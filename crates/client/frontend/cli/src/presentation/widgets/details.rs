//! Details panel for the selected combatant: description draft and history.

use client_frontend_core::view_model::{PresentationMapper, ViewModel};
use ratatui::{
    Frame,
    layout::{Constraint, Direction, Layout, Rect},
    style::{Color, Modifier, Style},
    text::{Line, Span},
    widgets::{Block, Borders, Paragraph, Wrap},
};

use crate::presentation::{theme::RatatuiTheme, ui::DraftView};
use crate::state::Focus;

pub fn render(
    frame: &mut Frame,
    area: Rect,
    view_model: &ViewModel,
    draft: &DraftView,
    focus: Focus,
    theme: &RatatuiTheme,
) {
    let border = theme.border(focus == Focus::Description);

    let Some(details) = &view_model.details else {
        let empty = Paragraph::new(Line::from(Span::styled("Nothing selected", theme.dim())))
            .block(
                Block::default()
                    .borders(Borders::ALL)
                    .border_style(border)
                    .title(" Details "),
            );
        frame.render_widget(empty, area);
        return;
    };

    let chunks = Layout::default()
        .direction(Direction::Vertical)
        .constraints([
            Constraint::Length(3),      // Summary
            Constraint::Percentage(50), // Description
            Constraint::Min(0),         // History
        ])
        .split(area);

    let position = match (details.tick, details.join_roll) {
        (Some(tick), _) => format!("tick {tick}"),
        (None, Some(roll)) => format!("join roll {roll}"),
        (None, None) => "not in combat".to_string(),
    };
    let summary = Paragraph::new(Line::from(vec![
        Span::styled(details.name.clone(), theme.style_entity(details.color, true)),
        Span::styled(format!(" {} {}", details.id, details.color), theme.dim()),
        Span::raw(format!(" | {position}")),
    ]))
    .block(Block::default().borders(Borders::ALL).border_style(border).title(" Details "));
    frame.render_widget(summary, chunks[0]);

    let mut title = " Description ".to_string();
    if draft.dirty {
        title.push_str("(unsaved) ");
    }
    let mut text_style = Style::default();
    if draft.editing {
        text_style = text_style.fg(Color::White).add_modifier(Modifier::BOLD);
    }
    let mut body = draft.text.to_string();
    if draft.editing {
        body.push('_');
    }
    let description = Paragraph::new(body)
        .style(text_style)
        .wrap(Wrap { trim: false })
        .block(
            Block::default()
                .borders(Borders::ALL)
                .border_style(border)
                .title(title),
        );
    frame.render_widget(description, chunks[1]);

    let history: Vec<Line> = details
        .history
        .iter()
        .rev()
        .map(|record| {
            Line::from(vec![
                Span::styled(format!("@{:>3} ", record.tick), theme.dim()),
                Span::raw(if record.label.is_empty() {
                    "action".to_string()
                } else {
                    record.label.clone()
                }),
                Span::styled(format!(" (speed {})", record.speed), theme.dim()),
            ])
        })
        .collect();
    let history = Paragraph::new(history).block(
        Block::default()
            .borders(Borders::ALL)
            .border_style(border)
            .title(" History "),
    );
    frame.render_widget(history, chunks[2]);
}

------

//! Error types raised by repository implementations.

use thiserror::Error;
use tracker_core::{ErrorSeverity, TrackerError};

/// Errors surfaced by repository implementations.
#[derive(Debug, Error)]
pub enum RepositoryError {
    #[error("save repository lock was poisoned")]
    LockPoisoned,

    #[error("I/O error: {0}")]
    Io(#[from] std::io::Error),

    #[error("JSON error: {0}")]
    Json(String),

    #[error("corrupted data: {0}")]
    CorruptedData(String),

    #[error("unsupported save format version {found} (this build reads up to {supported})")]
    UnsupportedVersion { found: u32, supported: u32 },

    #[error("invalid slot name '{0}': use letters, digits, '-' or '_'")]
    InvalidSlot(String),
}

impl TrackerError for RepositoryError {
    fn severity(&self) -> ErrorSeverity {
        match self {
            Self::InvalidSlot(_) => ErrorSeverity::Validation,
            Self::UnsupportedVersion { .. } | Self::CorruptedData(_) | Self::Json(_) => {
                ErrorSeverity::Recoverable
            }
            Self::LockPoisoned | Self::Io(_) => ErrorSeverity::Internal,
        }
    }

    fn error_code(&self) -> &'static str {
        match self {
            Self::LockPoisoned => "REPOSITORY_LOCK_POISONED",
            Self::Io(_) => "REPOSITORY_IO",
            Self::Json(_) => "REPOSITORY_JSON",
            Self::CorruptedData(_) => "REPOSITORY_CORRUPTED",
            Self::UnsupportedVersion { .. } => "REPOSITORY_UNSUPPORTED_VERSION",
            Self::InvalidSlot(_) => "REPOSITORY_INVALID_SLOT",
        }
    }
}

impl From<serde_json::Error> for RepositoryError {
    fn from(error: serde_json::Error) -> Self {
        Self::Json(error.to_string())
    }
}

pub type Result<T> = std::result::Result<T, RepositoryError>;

------

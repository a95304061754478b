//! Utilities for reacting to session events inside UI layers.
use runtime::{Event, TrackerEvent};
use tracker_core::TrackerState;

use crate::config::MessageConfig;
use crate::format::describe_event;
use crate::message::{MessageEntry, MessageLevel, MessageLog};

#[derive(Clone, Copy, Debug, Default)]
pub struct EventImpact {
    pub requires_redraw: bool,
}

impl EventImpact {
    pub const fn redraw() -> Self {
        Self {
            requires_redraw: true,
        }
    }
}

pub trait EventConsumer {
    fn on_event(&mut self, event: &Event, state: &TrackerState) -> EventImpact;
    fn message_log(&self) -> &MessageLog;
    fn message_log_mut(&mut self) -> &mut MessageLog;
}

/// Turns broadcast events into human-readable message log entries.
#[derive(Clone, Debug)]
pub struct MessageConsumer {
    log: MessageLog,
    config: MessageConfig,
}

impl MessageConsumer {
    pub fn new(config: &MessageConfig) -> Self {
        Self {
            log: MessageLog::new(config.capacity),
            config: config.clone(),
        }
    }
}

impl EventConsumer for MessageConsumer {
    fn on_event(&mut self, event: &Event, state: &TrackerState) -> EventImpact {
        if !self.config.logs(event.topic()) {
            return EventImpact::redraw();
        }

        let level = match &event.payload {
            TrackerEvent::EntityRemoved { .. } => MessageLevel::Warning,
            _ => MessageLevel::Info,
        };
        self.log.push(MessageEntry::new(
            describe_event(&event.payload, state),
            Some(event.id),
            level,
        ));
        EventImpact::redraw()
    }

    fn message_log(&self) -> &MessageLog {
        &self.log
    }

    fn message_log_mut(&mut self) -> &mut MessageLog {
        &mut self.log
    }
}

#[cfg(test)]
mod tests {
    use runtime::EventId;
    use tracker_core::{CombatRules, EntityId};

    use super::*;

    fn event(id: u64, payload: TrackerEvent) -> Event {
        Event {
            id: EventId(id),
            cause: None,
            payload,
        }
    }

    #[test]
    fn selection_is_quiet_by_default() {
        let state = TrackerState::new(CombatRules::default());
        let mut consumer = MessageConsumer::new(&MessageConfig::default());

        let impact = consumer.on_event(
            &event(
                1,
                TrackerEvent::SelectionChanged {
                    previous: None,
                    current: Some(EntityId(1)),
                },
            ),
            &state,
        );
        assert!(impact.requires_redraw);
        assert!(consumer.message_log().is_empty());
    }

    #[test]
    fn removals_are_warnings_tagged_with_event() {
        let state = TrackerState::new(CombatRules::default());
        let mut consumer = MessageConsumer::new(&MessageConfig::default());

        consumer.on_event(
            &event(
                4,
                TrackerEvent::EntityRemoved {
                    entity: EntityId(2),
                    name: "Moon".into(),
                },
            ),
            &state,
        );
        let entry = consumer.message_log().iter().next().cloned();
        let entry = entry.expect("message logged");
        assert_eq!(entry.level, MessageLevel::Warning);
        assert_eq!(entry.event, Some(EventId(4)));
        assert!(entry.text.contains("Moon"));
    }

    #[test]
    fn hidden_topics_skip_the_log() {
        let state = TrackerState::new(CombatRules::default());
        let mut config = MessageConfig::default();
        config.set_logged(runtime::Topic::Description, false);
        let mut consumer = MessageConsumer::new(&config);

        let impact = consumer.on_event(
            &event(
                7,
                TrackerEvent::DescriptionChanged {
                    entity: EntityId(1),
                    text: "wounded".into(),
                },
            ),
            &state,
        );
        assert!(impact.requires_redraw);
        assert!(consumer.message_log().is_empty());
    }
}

------

== Task brief ==
Within the entries above, find the string "true" and return each line that holds it.

== Completed exercise ==
        Span::styled(details.name.clone(), theme.style_entity(details.color, true)),
            requires_redraw: true,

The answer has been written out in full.